§ Saved data entries:

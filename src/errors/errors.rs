use std::fmt::Display;

use thiserror::Error;

use crate::{lexer::tokens::TokenKind, Position};

/// A single positioned diagnostic recorded while parsing.
#[derive(Debug, Clone, PartialEq)]
pub struct Error {
    internal_error: ErrorImpl,
    position: Position,
}

impl Error {
    pub fn new(error_impl: ErrorImpl, position: Position) -> Self {
        Error {
            internal_error: error_impl,
            position,
        }
    }

    pub fn get_position(&self) -> &Position {
        &self.position
    }

    pub fn get_kind(&self) -> &ErrorImpl {
        &self.internal_error
    }

    /// The message without its position prefix.
    pub fn get_message(&self) -> String {
        self.internal_error.to_string()
    }

    pub fn get_error_name(&self) -> &str {
        match &self.internal_error {
            ErrorImpl::UnexpectedToken { .. } => "UnexpectedToken",
            ErrorImpl::MissingDelimiter { .. } => "MissingDelimiter",
            ErrorImpl::NoPrefixRule { .. } => "NoPrefixRule",
            ErrorImpl::UnexpectedStatementStart { .. } => "UnexpectedStatementStart",
            ErrorImpl::IntegerParseError { .. } => "IntegerParseError",
            ErrorImpl::UnterminatedBlock { .. } => "UnterminatedBlock",
            ErrorImpl::NestingTooDeep { .. } => "NestingTooDeep",
        }
    }

    pub fn get_tip(&self) -> ErrorTip {
        match &self.internal_error {
            ErrorImpl::UnexpectedToken { expected, .. } => {
                ErrorTip::Suggestion(format!("Insert `{}` here", expected))
            }
            ErrorImpl::MissingDelimiter {
                construct, expected, ..
            } => ErrorTip::Suggestion(format!(
                "A `{}` statement needs `{}` at this point",
                construct, expected
            )),
            ErrorImpl::NoPrefixRule { .. } => ErrorTip::None,
            ErrorImpl::UnexpectedStatementStart { .. } => ErrorTip::Suggestion(String::from(
                "Statements start with an identifier, `if`, `while` or `begin`",
            )),
            ErrorImpl::IntegerParseError { token } => ErrorTip::Suggestion(format!(
                "Invalid integer: `{}`, is it above the integer limit or an invalid octal literal?",
                token
            )),
            ErrorImpl::UnterminatedBlock { construct } => {
                ErrorTip::Suggestion(format!("Close the `{}` block with `end`", construct))
            }
            ErrorImpl::NestingTooDeep { .. } => ErrorTip::Suggestion(String::from(
                "Split the expression or block into smaller statements",
            )),
        }
    }
}

impl Display for Error {
    fn fmt(&self, f: &mut std::fmt::Formatter<'_>) -> std::fmt::Result {
        write!(f, "{}: {}", self.position, self.internal_error)
    }
}

impl std::error::Error for Error {}

pub enum ErrorTip {
    None,
    Suggestion(String),
}

impl Display for ErrorTip {
    fn fmt(&self, f: &mut std::fmt::Formatter<'_>) -> std::fmt::Result {
        match self {
            ErrorTip::None => write!(f, ""),
            ErrorTip::Suggestion(suggestion) => write!(f, "{}", suggestion),
        }
    }
}

#[derive(Error, Debug, Clone, PartialEq)]
pub enum ErrorImpl {
    #[error("expected {expected}, got {found}")]
    UnexpectedToken { expected: TokenKind, found: TokenKind },
    #[error("{construct} statement is missing `{expected}`: expected {expected}, got {found}")]
    MissingDelimiter {
        construct: TokenKind,
        expected: TokenKind,
        found: TokenKind,
    },
    #[error("cannot parse {token}")]
    NoPrefixRule { token: String },
    #[error("unexpected start of statement: {token}")]
    UnexpectedStatementStart { token: String },
    #[error("cannot parse {token:?} as integer")]
    IntegerParseError { token: String },
    #[error("{construct} block is missing `end`: expected end, got EOF")]
    UnterminatedBlock { construct: TokenKind },
    #[error("nesting exceeds {limit} levels, the rest of the input is skipped")]
    NestingTooDeep { limit: usize },
}

/// Collects diagnostics in detection order.
///
/// Parse functions never return errors to their caller; they report them here
/// and let the enclosing statement loop carry on.
#[derive(Debug, Default, Clone)]
pub struct Diagnostics {
    errors: Vec<Error>,
}

impl Diagnostics {
    pub fn new() -> Self {
        Diagnostics::default()
    }

    pub fn report(&mut self, error_impl: ErrorImpl, position: Position) {
        let error = Error::new(error_impl, position);
        log::debug!("Recorded {}", error);
        self.errors.push(error);
    }

    pub fn is_empty(&self) -> bool {
        self.errors.is_empty()
    }

    pub fn len(&self) -> usize {
        self.errors.len()
    }

    pub fn as_slice(&self) -> &[Error] {
        &self.errors
    }

    pub fn into_vec(self) -> Vec<Error> {
        self.errors
    }
}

§ ACTIVITY: Look through the entries above, and wherever a line holds the word "PartialEq", copy it.

§ RESPONSE:
#[derive(Debug, Clone, PartialEq)]
#[derive(Error, Debug, Clone, PartialEq)]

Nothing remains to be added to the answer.